About this task: Reproduce exactly, and only, the lines below from the one containing "a non-inverted time" through the one containing "meta.start_time, meta.end_time".

Collected data entries:

□ □ □ □

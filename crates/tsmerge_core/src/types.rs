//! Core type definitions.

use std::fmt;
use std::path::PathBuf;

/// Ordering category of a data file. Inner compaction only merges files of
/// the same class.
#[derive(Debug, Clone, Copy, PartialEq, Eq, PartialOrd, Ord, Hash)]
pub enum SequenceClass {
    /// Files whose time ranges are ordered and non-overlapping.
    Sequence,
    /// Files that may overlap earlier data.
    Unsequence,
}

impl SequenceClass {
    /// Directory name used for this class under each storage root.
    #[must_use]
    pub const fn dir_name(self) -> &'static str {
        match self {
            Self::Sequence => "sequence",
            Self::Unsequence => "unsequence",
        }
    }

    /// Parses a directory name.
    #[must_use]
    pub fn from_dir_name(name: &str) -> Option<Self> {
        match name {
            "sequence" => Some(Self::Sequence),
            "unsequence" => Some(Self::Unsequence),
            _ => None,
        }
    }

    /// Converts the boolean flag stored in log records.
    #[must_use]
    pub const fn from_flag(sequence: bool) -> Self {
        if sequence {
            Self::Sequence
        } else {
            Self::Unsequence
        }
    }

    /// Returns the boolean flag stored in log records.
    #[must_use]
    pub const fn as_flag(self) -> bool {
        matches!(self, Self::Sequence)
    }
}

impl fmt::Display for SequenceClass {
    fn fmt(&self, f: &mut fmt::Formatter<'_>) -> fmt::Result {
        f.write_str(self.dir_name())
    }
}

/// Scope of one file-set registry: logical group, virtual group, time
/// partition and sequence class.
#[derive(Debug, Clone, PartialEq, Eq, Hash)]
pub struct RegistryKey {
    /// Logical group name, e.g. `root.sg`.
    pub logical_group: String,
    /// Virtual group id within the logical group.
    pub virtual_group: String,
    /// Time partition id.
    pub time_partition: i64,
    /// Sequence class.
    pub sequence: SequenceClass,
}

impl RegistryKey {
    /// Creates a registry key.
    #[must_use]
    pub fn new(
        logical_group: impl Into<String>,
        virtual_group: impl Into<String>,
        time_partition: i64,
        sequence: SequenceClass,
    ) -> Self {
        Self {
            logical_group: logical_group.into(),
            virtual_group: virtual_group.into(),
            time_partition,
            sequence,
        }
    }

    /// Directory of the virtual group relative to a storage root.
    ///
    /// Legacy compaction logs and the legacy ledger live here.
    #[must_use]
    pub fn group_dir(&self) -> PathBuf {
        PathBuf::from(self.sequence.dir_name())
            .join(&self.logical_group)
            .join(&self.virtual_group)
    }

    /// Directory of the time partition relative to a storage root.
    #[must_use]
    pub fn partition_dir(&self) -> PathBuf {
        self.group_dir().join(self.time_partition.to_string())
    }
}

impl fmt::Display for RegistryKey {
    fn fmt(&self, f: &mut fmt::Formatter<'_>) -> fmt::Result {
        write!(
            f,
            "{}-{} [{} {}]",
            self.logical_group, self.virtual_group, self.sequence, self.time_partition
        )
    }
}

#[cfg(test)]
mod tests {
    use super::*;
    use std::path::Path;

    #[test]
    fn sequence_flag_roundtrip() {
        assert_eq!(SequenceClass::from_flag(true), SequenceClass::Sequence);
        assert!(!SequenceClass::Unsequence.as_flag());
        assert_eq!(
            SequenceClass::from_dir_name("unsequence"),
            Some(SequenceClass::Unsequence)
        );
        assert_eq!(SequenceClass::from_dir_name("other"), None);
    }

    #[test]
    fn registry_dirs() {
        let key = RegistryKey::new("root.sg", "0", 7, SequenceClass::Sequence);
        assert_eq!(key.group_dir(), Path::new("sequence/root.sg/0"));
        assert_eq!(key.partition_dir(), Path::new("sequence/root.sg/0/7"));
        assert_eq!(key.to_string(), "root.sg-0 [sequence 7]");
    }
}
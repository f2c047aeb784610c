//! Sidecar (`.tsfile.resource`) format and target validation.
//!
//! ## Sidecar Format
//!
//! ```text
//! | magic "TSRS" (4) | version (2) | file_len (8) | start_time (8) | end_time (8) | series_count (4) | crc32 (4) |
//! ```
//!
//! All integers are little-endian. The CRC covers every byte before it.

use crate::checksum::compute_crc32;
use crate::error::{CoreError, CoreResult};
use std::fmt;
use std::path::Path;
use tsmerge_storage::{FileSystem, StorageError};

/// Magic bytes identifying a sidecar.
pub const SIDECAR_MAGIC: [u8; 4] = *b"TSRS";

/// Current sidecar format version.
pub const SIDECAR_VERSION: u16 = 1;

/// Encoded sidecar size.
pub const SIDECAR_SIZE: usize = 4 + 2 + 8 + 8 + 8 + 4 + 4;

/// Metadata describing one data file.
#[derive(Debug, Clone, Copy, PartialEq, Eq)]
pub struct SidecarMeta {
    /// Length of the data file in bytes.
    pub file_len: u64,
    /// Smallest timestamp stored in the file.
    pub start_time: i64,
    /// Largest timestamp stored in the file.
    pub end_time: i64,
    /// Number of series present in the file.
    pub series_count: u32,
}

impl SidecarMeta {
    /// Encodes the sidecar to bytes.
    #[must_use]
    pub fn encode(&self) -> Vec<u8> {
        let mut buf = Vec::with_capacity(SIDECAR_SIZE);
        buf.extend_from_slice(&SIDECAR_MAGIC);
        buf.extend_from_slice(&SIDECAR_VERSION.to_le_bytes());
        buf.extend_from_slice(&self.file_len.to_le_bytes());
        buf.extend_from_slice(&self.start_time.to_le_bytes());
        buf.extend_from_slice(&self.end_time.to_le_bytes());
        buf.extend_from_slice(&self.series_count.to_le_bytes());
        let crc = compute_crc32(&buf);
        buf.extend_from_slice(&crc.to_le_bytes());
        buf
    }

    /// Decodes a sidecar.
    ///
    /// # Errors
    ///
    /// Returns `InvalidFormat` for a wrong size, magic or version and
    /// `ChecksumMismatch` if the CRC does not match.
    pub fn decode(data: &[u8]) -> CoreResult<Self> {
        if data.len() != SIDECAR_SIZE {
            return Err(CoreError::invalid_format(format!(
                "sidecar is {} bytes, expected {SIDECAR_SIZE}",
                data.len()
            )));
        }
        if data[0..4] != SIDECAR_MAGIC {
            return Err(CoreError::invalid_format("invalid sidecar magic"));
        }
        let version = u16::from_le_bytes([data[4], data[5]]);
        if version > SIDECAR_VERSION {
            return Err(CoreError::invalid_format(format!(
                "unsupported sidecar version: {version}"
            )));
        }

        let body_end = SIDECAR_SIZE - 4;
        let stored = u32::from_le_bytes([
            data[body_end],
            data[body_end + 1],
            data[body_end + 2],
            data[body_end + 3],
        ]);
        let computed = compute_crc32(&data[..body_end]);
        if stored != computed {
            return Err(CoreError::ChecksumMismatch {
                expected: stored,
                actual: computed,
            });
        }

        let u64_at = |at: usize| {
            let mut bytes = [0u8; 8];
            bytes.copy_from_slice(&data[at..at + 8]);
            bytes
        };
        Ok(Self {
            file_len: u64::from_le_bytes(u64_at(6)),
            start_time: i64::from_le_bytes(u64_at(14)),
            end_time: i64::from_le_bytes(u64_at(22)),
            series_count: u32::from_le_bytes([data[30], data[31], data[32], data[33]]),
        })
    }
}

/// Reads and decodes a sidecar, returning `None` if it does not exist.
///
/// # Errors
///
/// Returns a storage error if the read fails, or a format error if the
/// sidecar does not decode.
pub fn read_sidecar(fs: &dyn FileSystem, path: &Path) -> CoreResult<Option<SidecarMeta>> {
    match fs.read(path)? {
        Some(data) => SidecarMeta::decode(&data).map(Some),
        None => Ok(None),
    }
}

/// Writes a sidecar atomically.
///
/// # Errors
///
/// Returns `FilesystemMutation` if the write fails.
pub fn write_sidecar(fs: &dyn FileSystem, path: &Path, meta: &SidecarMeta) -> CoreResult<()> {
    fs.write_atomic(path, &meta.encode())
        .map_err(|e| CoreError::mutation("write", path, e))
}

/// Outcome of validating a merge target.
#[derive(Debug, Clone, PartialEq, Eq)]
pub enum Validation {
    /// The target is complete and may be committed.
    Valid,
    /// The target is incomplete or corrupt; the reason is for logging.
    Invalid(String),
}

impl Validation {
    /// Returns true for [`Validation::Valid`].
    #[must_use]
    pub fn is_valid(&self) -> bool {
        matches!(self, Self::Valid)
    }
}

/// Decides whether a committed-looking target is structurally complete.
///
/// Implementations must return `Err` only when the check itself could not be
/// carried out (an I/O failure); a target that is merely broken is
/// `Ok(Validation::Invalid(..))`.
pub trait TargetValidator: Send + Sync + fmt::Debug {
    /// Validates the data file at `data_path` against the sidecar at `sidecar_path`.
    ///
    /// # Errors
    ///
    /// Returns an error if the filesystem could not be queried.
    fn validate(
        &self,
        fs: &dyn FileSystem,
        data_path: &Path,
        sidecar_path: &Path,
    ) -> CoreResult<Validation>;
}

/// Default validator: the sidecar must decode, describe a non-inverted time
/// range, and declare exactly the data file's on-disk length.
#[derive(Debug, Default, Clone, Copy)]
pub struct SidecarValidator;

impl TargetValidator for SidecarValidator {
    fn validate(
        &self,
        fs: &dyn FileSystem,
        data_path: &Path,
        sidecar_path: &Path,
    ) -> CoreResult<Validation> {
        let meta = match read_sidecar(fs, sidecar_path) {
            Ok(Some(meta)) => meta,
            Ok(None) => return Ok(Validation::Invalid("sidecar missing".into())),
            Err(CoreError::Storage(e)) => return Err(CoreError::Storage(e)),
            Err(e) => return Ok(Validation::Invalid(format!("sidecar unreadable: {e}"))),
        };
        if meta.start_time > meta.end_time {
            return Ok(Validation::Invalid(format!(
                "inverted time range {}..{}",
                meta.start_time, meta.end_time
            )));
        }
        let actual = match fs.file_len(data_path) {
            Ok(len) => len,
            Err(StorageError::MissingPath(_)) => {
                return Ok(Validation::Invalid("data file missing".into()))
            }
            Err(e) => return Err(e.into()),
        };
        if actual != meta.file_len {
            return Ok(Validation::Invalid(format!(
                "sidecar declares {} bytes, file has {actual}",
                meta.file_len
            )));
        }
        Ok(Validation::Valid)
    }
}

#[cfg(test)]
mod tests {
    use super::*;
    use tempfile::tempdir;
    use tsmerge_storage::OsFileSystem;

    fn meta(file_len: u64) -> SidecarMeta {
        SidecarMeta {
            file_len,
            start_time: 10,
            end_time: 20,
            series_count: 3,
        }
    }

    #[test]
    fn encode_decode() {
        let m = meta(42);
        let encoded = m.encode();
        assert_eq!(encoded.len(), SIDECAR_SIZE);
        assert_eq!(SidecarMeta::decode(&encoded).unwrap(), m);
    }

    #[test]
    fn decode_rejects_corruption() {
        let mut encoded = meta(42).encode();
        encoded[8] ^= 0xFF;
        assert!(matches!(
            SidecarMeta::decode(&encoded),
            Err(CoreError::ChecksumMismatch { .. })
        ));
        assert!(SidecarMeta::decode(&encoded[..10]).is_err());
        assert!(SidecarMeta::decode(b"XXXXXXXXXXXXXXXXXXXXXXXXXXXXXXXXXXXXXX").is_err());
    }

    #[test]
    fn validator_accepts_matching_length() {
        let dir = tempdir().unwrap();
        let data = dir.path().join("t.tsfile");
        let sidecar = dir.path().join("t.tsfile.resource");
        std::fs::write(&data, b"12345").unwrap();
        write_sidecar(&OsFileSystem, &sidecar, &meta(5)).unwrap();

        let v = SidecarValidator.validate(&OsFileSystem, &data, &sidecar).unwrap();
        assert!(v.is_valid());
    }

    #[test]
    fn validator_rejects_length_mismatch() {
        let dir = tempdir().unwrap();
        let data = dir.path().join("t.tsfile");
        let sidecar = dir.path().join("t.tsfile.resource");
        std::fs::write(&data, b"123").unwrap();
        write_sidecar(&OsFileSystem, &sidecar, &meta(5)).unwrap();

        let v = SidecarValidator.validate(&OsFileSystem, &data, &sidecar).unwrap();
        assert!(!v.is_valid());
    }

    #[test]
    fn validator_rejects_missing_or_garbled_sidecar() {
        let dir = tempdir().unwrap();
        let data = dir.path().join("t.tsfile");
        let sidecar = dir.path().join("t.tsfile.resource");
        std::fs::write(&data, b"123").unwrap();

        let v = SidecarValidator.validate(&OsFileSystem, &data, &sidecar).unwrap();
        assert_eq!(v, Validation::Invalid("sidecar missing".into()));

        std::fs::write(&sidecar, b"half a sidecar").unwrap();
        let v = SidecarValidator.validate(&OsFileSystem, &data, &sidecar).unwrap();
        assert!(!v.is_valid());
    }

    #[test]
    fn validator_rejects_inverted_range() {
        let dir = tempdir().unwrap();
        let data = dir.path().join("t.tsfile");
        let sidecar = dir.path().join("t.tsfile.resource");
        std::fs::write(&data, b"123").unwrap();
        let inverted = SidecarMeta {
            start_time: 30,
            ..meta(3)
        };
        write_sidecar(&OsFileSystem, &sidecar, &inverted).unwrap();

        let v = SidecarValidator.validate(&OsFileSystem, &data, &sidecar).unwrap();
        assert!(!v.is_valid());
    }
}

□ □ □ □

Task output:
/// Default validator: the sidecar must decode, describe a non-inverted time
/// range, and declare exactly the data file's on-disk length.
#[derive(Debug, Default, Clone, Copy)]
pub struct SidecarValidator;

impl TargetValidator for SidecarValidator {
    fn validate(
        &self,
        fs: &dyn FileSystem,
        data_path: &Path,
        sidecar_path: &Path,
    ) -> CoreResult<Validation> {
        let meta = match read_sidecar(fs, sidecar_path) {
            Ok(Some(meta)) => meta,
            Ok(None) => return Ok(Validation::Invalid("sidecar missing".into())),
            Err(CoreError::Storage(e)) => return Err(CoreError::Storage(e)),
            Err(e) => return Ok(Validation::Invalid(format!("sidecar unreadable: {e}"))),
        };
        if meta.start_time > meta.end_time {
            return Ok(Validation::Invalid(format!(
                "inverted time range {}..{}",
                meta.start_time, meta.end_time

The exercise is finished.